Right now, America faces a series of critical fiscal choices that will affect the economy for years to come. One of the most critical steps we can take is to reduce the deficit in a balanced way in order to lay the foundation for long-term middle-class job growth. But we need to do that in a way that’s consistent with our values.
As part of his balanced approach to reduce the deficit by $ 4 trillion, President Obama proposes to raise $ 1.6 trillion in new revenue over 10 years for deficit reduction, including $ 1 trillion from the expiration of the Bush high-income and estate tax cuts. The President’s plan asks the wealthy to pay their fair share by raising tax rates for the wealthiest 2% to the level they were at under President Clinton—39.6%—which was a time when we created 23 million new jobs. It also prevents an income tax increase for 98% of Americans and 97% of small businesses.

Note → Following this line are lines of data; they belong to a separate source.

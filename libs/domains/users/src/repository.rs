use async_trait::async_trait;
use core_repository::{
    InMemorySearchableRepository, Repository, RepositoryError, RepositoryResult, SearchParams,
    SearchResult, SearchableRepository, SortDirection,
};

use crate::models::{User, UserProps};

/// Fields the user listing may be sorted by
pub const SORTABLE_FIELDS: [&str; 2] = ["name", "createdAt"];

/// Repository trait for User persistence
#[async_trait]
pub trait UserRepository: SearchableRepository<UserProps> {
    /// Get a user by email (case-insensitive), failing with `NotFound` when absent
    async fn find_by_email(&self, email: &str) -> RepositoryResult<User>;

    /// Fail with `Conflict` when the email is already taken
    async fn email_exists(&self, email: &str) -> RepositoryResult<()>;
}

/// Case-insensitive substring match on the user name
fn name_contains(user: &User, filter: &str) -> bool {
    user.props()
        .name
        .to_lowercase()
        .contains(&filter.to_lowercase())
}

/// In-memory implementation of UserRepository (for development/testing).
///
/// Listings without an explicit sort come back newest first.
#[derive(Debug, Clone)]
pub struct InMemoryUserRepository {
    inner: InMemorySearchableRepository<UserProps>,
}

impl InMemoryUserRepository {
    pub fn new() -> Self {
        Self {
            inner: InMemorySearchableRepository::new(name_contains, SORTABLE_FIELDS)
                .with_default_sort("createdAt", SortDirection::Desc),
        }
    }

    /// Overwrite the stored users, keeping the given order
    pub async fn seed(&self, users: Vec<User>) {
        self.inner.store().replace_all(users).await;
    }
}

impl Default for InMemoryUserRepository {
    fn default() -> Self {
        Self::new()
    }
}

#[async_trait]
impl Repository<UserProps> for InMemoryUserRepository {
    async fn insert(&self, entity: User) -> RepositoryResult<()> {
        self.inner.insert(entity).await
    }

    async fn find_by_id(&self, id: &str) -> RepositoryResult<User> {
        self.inner.find_by_id(id).await
    }

    async fn find_all(&self) -> RepositoryResult<Vec<User>> {
        self.inner.find_all().await
    }

    async fn update(&self, entity: User) -> RepositoryResult<()> {
        self.inner.update(entity).await
    }

    async fn delete(&self, id: &str) -> RepositoryResult<()> {
        self.inner.delete(id).await
    }
}

#[async_trait]
impl SearchableRepository<UserProps> for InMemoryUserRepository {
    fn sortable_fields(&self) -> &[String] {
        self.inner.sortable_fields()
    }

    async fn search(&self, params: SearchParams) -> RepositoryResult<SearchResult<User>> {
        self.inner.search(params).await
    }
}

#[async_trait]
impl UserRepository for InMemoryUserRepository {
    async fn find_by_email(&self, email: &str) -> RepositoryResult<User> {
        self.inner
            .find_all()
            .await?
            .into_iter()
            .find(|u| u.props().email.to_lowercase() == email.to_lowercase())
            .ok_or_else(|| {
                RepositoryError::NotFound(format!("Entity not found using email {}", email))
            })
    }

    async fn email_exists(&self, email: &str) -> RepositoryResult<()> {
        match self.find_by_email(email).await {
            Ok(_) => Err(RepositoryError::Conflict(
                "Email address already used".to_string(),
            )),
            Err(RepositoryError::NotFound(_)) => Ok(()),
            Err(e) => Err(e),
        }
    }
}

Some have suggested that, rather than raising tax rates for the most fortunate, policymakers should make up the revenue by cutting high-income tax benefits – in particular, by imposing a dollar cap on itemized deductions, including charitable contributions.
But what is clear is that proposals that take tax rates off the table would threaten donations to universities, non-profit hospitals, social services providers, arts and cultural institutions and other nonprofit organizations. This is because – to make the math work – these proposals rely on hundreds of billions of dollars of revenue that would result from drastically cutting or eliminating the charitable deduction as we now know it.
Currently, the tax code encourages gifts to charity by allowing taxpayers to claim itemized deductions for charitable giving. But – as a new report by the National Economic Council (NEC) shows, the most prominent dollar cap proposals would effectively eliminate the charitable deduction for up to 13 million households and for as much as 60 percent of currently deductible giving.